Management of postoperative nausea and vomiting

BMJ 2006; 332 doi: https://doi.org/10.1136/sbmj.060256 (Published 01 February 2006) Cite this as: BMJ 2006;332:060256
  1. Ronan O'Leary, preregistration house officer1,
  2. Sharan Wadhwani, preregistration house officer2,
  3. Peter Cole, consultant anaesthetist2
  1. 1Leeds Teaching Hospitals Trust
  2. 2Leeds General Infirmary

Patients who experience postoperative nausea and vomiting describe it as the worst side effect of their surgery and remember it for longer than any other side effect. Ronan O'Leary and coauthors explain a stepwise approach to managing this important surgical complication

The management of postoperative nausea and vomiting is a core task of a junior doctor on a surgical firm.
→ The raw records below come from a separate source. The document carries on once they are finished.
//! # In-Memory Signature Flow Store
//!
//! A process-local store with the same transactional contract as the
//! PostgreSQL implementation. A scope takes the store-wide lock when it
//! begins, works on a private copy of the data, and swaps the copy in on
//! commit. Dropping a scope discards the copy, which is a rollback.
//!
//! Holding the lock for the whole scope serializes concurrent scopes, which is
//! stricter than the per-document row locks taken by PostgreSQL but gives the
//! engine the same observable guarantees.

use super::{FlowTransaction, SignatureFlowStore};
use crate::constants::{DocumentStatus, SignerRole};
use crate::error::{FlowError, FlowResult};
use crate::flow::transitions::pending_stage_for_role;
use crate::models::{
    DocumentSignature, DocumentSummary, FlowStage, NewSignatureRecord, PendingDocument,
    SignatureRecord, StageDefinition,
};
use async_trait::async_trait;
use chrono::Utc;
use std::collections::HashMap;
use std::sync::Arc;
use tokio::sync::{Mutex, OwnedMutexGuard};
use uuid::Uuid;

#[derive(Debug, Clone, Default)]
struct StoreState {
    documents: HashMap<Uuid, DocumentSummary>,
    users: HashMap<Uuid, String>,
    stages: Vec<FlowStage>,
    records: Vec<SignatureRecord>,
    next_stage_id: i64,
    next_record_id: i64,
    #[cfg(any(test, feature = "test-utils"))]
    fail_next_commit: bool,
}

impl StoreState {
    fn document_stages(&self, document_id: Uuid) -> Vec<FlowStage> {
        let mut stages: Vec<FlowStage> = self
            .stages
            .iter()
            .filter(|stage| stage.document_id == document_id)
            .cloned()
            .collect();
        stages.sort_by(|a, b| a.sequence_cmp(b));
        stages
    }
}

/// Shared in-memory store; clones share the same data
#[derive(Debug, Clone, Default)]
pub struct InMemorySignatureFlowStore {
    state: Arc<Mutex<StoreState>>,
}

impl InMemorySignatureFlowStore {
    pub fn new() -> Self {
        Self::default()
    }

    /// Register a user in the directory used to resolve signer names
    pub async fn insert_user(&self, user_id: Uuid, name: impl Into<String>) {
        self.state.lock().await.users.insert(user_id, name.into());
    }

    /// Register a document owned by the external document store
    pub async fn insert_document(&self, document: DocumentSummary) {
        self.state
            .lock()
            .await
            .documents
            .insert(document.document_id, document);
    }

    /// Create a `pending` document and return its id
    pub async fn create_pending_document(&self, name: impl Into<String>, created_by: Uuid) -> Uuid {
        let now = Utc::now();
        let document = DocumentSummary {
            document_id: Uuid::new_v4(),
            name: name.into(),
            created_by,
            status: DocumentStatus::Pending,
            created_at: now,
            updated_at: now,
        };
        let document_id = document.document_id;
        self.insert_document(document).await;
        document_id
    }

    pub async fn document(&self, document_id: Uuid) -> Option<DocumentSummary> {
        self.state.lock().await.documents.get(&document_id).cloned()
    }

    pub async fn stages(&self, document_id: Uuid) -> Vec<FlowStage> {
        self.state.lock().await.document_stages(document_id)
    }

    pub async fn signature_records(&self, document_id: Uuid) -> Vec<SignatureRecord> {
        self.state
            .lock()
            .await
            .records
            .iter()
            .filter(|record| record.document_id == document_id)
            .cloned()
            .collect()
    }

    /// Make the next commit fail, leaving the store untouched
    #[cfg(any(test, feature = "test-utils"))]
    pub async fn fail_next_commit(&self) {
        self.state.lock().await.fail_next_commit = true;
    }
}

#[async_trait]
impl SignatureFlowStore for InMemorySignatureFlowStore {
    async fn begin(&self) -> FlowResult<Box<dyn FlowTransaction>> {
        let guard = Arc::clone(&self.state).lock_owned().await;
        let working = guard.clone();
        Ok(Box::new(InMemoryFlowTransaction { guard, working }))
    }
}

struct InMemoryFlowTransaction {
    guard: OwnedMutexGuard<StoreState>,
    working: StoreState,
}

#[async_trait]
impl FlowTransaction for InMemoryFlowTransaction {
    async fn lock_document(&mut self, document_id: Uuid) -> FlowResult<Option<DocumentSummary>> {
        Ok(self.working.documents.get(&document_id).cloned())
    }

    async fn load_stages(
        &mut self,
        document_id: Uuid,
        _for_update: bool,
    ) -> FlowResult<Vec<FlowStage>> {
        Ok(self.working.document_stages(document_id))
    }

    async fn replace_stages(
        &mut self,
        document_id: Uuid,
        stages: &[StageDefinition],
    ) -> FlowResult<Vec<FlowStage>> {
        self.working
            .stages
            .retain(|stage| stage.document_id != document_id);

        let created_at = Utc::now();
        for definition in stages {
            self.working.next_stage_id += 1;
            self.working.stages.push(FlowStage {
                flow_stage_id: self.working.next_stage_id,
                document_id,
                role: definition.role,
                required_count: definition.required_count,
                current_count: 0,
                flow_order: definition.flow_order,
                created_at,
            });
        }

        Ok(self.working.document_stages(document_id))
    }

    async fn signature_exists(&mut self, document_id: Uuid, user_id: Uuid) -> FlowResult<bool> {
        Ok(self
            .working
            .records
            .iter()
            .any(|record| record.document_id == document_id && record.user_id == user_id))
    }

    async fn insert_signature_record(
        &mut self,
        record: &NewSignatureRecord,
    ) -> FlowResult<SignatureRecord> {
        if self.signature_exists(record.document_id, record.user_id).await? {
            return Err(FlowError::AlreadySigned);
        }

        self.working.next_record_id += 1;
        let inserted = SignatureRecord {
            signature_record_id: self.working.next_record_id,
            document_id: record.document_id,
            user_id: record.user_id,
            role: record.role,
            signed_at: record.signed_at,
        };
        self.working.records.push(inserted.clone());
        Ok(inserted)
    }

    async fn increment_stage_count(&mut self, flow_stage_id: i64) -> FlowResult<FlowStage> {
        let stage = self
            .working
            .stages
            .iter_mut()
            .find(|stage| stage.flow_stage_id == flow_stage_id && !stage.is_complete())
            .ok_or_else(|| {
                FlowError::persistence(
                    "increment stage count",
                    format!("stage {flow_stage_id} is missing or already at quota"),
                )
            })?;

        stage.current_count += 1;
        Ok(stage.clone())
    }

    async fn find_next_stage(&mut self, current: &FlowStage) -> FlowResult<Option<FlowStage>> {
        Ok(self
            .working
            .document_stages(current.document_id)
            .into_iter()
            .find(|stage| stage.sequence_cmp(current).is_gt()))
    }

    async fn mark_document_signed(&mut self, document_id: Uuid) -> FlowResult<()> {
        let document = self
            .working
            .documents
            .get_mut(&document_id)
            .ok_or(FlowError::DocumentNotFound(document_id))?;

        document.status = DocumentStatus::Signed;
        document.updated_at = Utc::now();
        Ok(())
    }

    async fn load_signatures(&mut self, document_id: Uuid) -> FlowResult<Vec<DocumentSignature>> {
        let mut records: Vec<&SignatureRecord> = self
            .working
            .records
            .iter()
            .filter(|record| record.document_id == document_id)
            .collect();
        records.sort_by_key(|record| (record.signed_at, record.signature_record_id));

        Ok(records
            .into_iter()
            .map(|record| DocumentSignature {
                role: record.role,
                user_id: record.user_id,
                user_name: self.working.users.get(&record.user_id).cloned(),
                signed_at: record.signed_at,
            })
            .collect())
    }

    async fn pending_signatures(
        &mut self,
        user_id: Uuid,
        role: SignerRole,
    ) -> FlowResult<Vec<PendingDocument>> {
        let mut pending: Vec<PendingDocument> = self
            .working
            .documents
            .values()
            .filter(|document| document.status == DocumentStatus::Pending)
            .filter(|document| {
                !self.working.records.iter().any(|record| {
                    record.document_id == document.document_id && record.user_id == user_id
                })
            })
            .filter_map(|document| {
                let stages = self.working.document_stages(document.document_id);
                let stage = pending_stage_for_role(&stages, role)?;
                Some(PendingDocument {
                    document_id: document.document_id,
                    name: document.name.clone(),
                    created_by: document.created_by,
                    creator_name: self.working.users.get(&document.created_by).cloned(),
                    created_at: document.created_at,
                    role: stage.role,
                    required_count: stage.required_count,
                    current_count: stage.current_count,
                    remaining_signatures: stage.remaining_signatures(),
                })
            })
            .collect();

        pending.sort_by(|a, b| {
            b.created_at
                .cmp(&a.created_at)
                .then(a.document_id.cmp(&b.document_id))
        });
        Ok(pending)
    }

    async fn commit(self: Box<Self>) -> FlowResult<()> {
        let InMemoryFlowTransaction { mut guard, working } = *self;

        #[cfg(any(test, feature = "test-utils"))]
        if guard.fail_next_commit {
            guard.fail_next_commit = false;
            return Err(FlowError::persistence(
                "commit transaction",
                "injected commit failure",
            ));
        }

        *guard = working;
        Ok(())
    }
}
Indeed, nausea and vomiting is one of the most common and unpleasant complications of admission for a surgical procedure. Unfortunately, this common condition is often managed ineffectively.
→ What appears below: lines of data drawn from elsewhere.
//! HTTP contract tests against the router, driven with `tower::ServiceExt::oneshot`

mod common;

use axum::body::Body;
use axum::http::{Request, StatusCode};
use axum::Router;
use common::builders::*;
use http_body_util::BodyExt;
use serde_json::{json, Value};
use signflow_core::config::WebConfig;
use signflow_core::constants::{DocumentStatus, SignerRole};
use signflow_core::web::{create_app, AppState};
use tower::ServiceExt;
use uuid::Uuid;

fn app(fixture: &FlowFixture) -> Router {
    create_app(AppState::new(
        fixture.engine.clone(),
        WebConfig::default(),
        "test",
    ))
}

fn request(method: &str, uri: &str, caller: Option<(Uuid, &str)>, body: Option<Value>) -> Request<Body> {
    let mut builder = Request::builder().method(method).uri(uri);
    if let Some((user_id, role)) = caller {
        builder = builder
            .header("x-user-id", user_id.to_string())
            .header("x-user-role", role);
    }
    match body {
        Some(body) => builder
            .header("content-type", "application/json")
            .body(Body::from(body.to_string()))
            .unwrap(),
        None => builder.body(Body::empty()).unwrap(),
    }
}

async fn send(app: Router, request: Request<Body>) -> (StatusCode, Value) {
    let response = app.oneshot(request).await.unwrap();
    let status = response.status();
    let bytes = response.into_body().collect().await.unwrap().to_bytes();
    let body = if bytes.is_empty() {
        Value::Null
    } else {
        serde_json::from_slice(&bytes).unwrap()
    };
    (status, body)
}

#[tokio::test]
async fn test_health_without_database() {
    let fixture = FlowFixtureBuilder::new().build().await;
    let (status, body) = send(app(&fixture), request("GET", "/health", None, None)).await;

    assert_eq!(status, StatusCode::OK);
    assert_eq!(body["status"], "ok");
    assert_eq!(body["database"], "not_configured");
    assert_eq!(body["environment"], "test");
}

#[tokio::test]
async fn test_admin_defines_flow_and_reads_it_back() {
    let fixture = FlowFixtureBuilder::new().build().await;
    let admin = fixture.user("Ana Administradora").await;
    let uri = format!("/documents/{}/flow", fixture.document_id);

    let (status, body) = send(
        app(&fixture),
        request(
            "POST",
            &uri,
            Some((admin, "admin")),
            Some(json!({
                "required_signatures": [
                    {"role": "management", "count": 1, "order": 2},
                    {"role": "operativo", "count": 2, "order": 1}
                ]
            })),
        ),
    )
    .await;
    assert_eq!(status, StatusCode::OK);
    assert_eq!(body["success"], true);
    assert_eq!(body["stages"].as_array().unwrap().len(), 2);

    let (status, body) = send(app(&fixture), request("GET", &uri, Some((admin, "admin")), None)).await;
    assert_eq!(status, StatusCode::OK);
    assert_eq!(body["success"], true);
    assert_eq!(body["flow"][0]["role"], "employer");
    assert_eq!(body["flow"][0]["is_active"], true);
    assert_eq!(body["flow"][1]["role"], "management");
    assert_eq!(body["progress"]["total_required"], 3);
    assert_eq!(body["progress"]["total_signed"], 0);
}

#[tokio::test]
async fn test_non_admin_cannot_define_flow() {
    let fixture = FlowFixtureBuilder::new().build().await;
    let coordinator = fixture.user("Carlos Coordinador").await;

    let (status, body) = send(
        app(&fixture),
        request(
            "POST",
            &format!("/documents/{}/flow", fixture.document_id),
            Some((coordinator, "management")),
            Some(json!({"required_signatures": [{"role": "admin", "count": 1, "order": 1}]})),
        ),
    )
    .await;

    assert_eq!(status, StatusCode::FORBIDDEN);
    assert_eq!(body["success"], false);
    assert!(fixture.store.stages(fixture.document_id).await.is_empty());
}

#[tokio::test]
async fn test_empty_definition_is_bad_request() {
    let fixture = FlowFixtureBuilder::new().build().await;
    let admin = fixture.user("Ana Administradora").await;

    let (status, body) = send(
        app(&fixture),
        request(
            "POST",
            &format!("/documents/{}/flow", fixture.document_id),
            Some((admin, "admin")),
            Some(json!({"required_signatures": []})),
        ),
    )
    .await;

    assert_eq!(status, StatusCode::BAD_REQUEST);
    assert_eq!(body["success"], false);
    assert!(body["message"].as_str().unwrap().contains("at least one"));
}

#[tokio::test]
async fn test_unknown_role_in_definition_is_bad_request() {
    let fixture = FlowFixtureBuilder::new().build().await;
    let admin = fixture.user("Ana Administradora").await;

    let (status, body) = send(
        app(&fixture),
        request(
            "POST",
            &format!("/documents/{}/flow", fixture.document_id),
            Some((admin, "admin")),
            Some(json!({"required_signatures": [{"role": "auditor", "count": 1, "order": 1}]})),
        ),
    )
    .await;

    assert_eq!(status, StatusCode::BAD_REQUEST);
    assert_eq!(body["success"], false);
}

#[tokio::test]
async fn test_missing_identity_is_unauthorized() {
    let fixture = operational_then_coordinator().await;

    let (status, body) = send(
        app(&fixture),
        request(
            "POST",
            &format!("/documents/{}/sign", fixture.document_id),
            None,
            None,
        ),
    )
    .await;
    assert_eq!(status, StatusCode::UNAUTHORIZED);
    assert_eq!(body["success"], false);

    let (status, _) = send(
        app(&fixture),
        request(
            "GET",
            "/documents/pending",
            Some((Uuid::new_v4(), "janitor")),
            None,
        ),
    )
    .await;
    assert_eq!(status, StatusCode::UNAUTHORIZED);
}

#[tokio::test]
async fn test_sign_flow_over_http() {
    let fixture = operational_then_coordinator().await;
    let first_operator = fixture.user("Luis Operativo").await;
    let second_operator = fixture.user("Marta Operativa").await;
    let coordinator = fixture.user("Carlos Coordinador").await;
    let uri = format!("/documents/{}/sign", fixture.document_id);

    let (status, body) = send(
        app(&fixture),
        request("POST", &uri, Some((coordinator, "coordinador")), None),
    )
    .await;
    assert_eq!(status, StatusCode::BAD_REQUEST);
    assert_eq!(body["success"], false);
    assert!(body["message"].as_str().unwrap().contains("employer"));

    let (status, body) = send(
        app(&fixture),
        request("POST", &uri, Some((first_operator, "employer")), None),
    )
    .await;
    assert_eq!(status, StatusCode::OK);
    assert_eq!(body["success"], true);
    assert_eq!(body["stage_completed"], false);

    let (status, body) = send(
        app(&fixture),
        request("POST", &uri, Some((first_operator, "employer")), None),
    )
    .await;
    assert_eq!(status, StatusCode::BAD_REQUEST);
    assert_eq!(body["message"], "User has already signed this document");

    let (_, body) = send(
        app(&fixture),
        request("POST", &uri, Some((second_operator, "employer")), None),
    )
    .await;
    assert_eq!(body["stage_completed"], true);
    assert_eq!(body["next_stage"]["role"], "management");

    let (status, body) = send(
        app(&fixture),
        request("GET", "/documents/pending", Some((coordinator, "management")), None),
    )
    .await;
    assert_eq!(status, StatusCode::OK);
    assert_eq!(body["documents"][0]["document_id"], fixture.document_id.to_string());

    let (_, body) = send(
        app(&fixture),
        request("POST", &uri, Some((coordinator, "management")), None),
    )
    .await;
    assert_eq!(body["flow_completed"], true);
    assert_eq!(fixture.document_status().await, DocumentStatus::Signed);
}

#[tokio::test]
async fn test_unknown_document_is_not_found() {
    let fixture = FlowFixtureBuilder::new().build().await;
    let operator = fixture.user("Luis Operativo").await;

    let (status, body) = send(
        app(&fixture),
        request(
            "POST",
            &format!("/documents/{}/sign", Uuid::new_v4()),
            Some((operator, SignerRole::Employer.as_str())),
            None,
        ),
    )
    .await;
    assert_eq!(status, StatusCode::NOT_FOUND);
    assert_eq!(body["success"], false);

    let (status, _) = send(
        app(&fixture),
        request(
            "GET",
            "/documents/not-a-uuid/flow",
            Some((operator, "employer")),
            None,
        ),
    )
    .await;
    assert_eq!(status, StatusCode::BAD_REQUEST);
}

#[tokio::test]
async fn test_storage_failure_is_generic_server_error() {
    let fixture = operational_then_coordinator().await;
    let operator = fixture.user("Luis Operativo").await;
    fixture.store.fail_next_commit().await;

    let (status, body) = send(
        app(&fixture),
        request(
            "POST",
            &format!("/documents/{}/sign", fixture.document_id),
            Some((operator, "employer")),
            None,
        ),
    )
    .await;

    assert_eq!(status, StatusCode::INTERNAL_SERVER_ERROR);
    assert_eq!(body["success"], false);
    assert_eq!(body["message"], "Failed to record signature");
}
To accurately quantify the number of patients affected is difficult, because it is often under-reported, but research has shown that as many as 30% of patients develop postoperative nausea and vomiting.1 Nausea and vomiting may be part of the natural history of disease; or be due to the side effects of drugs, particularly analgesics; or be the result of the effect that hospital admission can have on sleeping and diet. Patients who are young and female, and those undergoing bowel or gynaecological surgery, have been shown to be particularly at risk.1

Nausea and vomiting is mostly not life threatening and is always self limiting; this may explain why it is under-reported. Be aware, however, that any patient vomiting after abdominal surgery, when coughing is difficult, risks aspiration. Other serious complications known to be associated with nausea and vomiting include suture dehiscence, oesophageal rupture, gastrointestinal bleeding, and pneumothorax.2

Nausea and vomiting can be notoriously difficult to treat. It is therefore essential that a range of non-pharmaceutical therapies are employed with antiemetic drugs when confronted with a nauseous or vomiting postoperative patient.

On the wards

Postoperative nausea and vomiting is usually identified and managed on the wards but is typically due to the anaesthetic (induction agents, muscle relaxants, opioids, antibiotics, and nitrous oxide) and the …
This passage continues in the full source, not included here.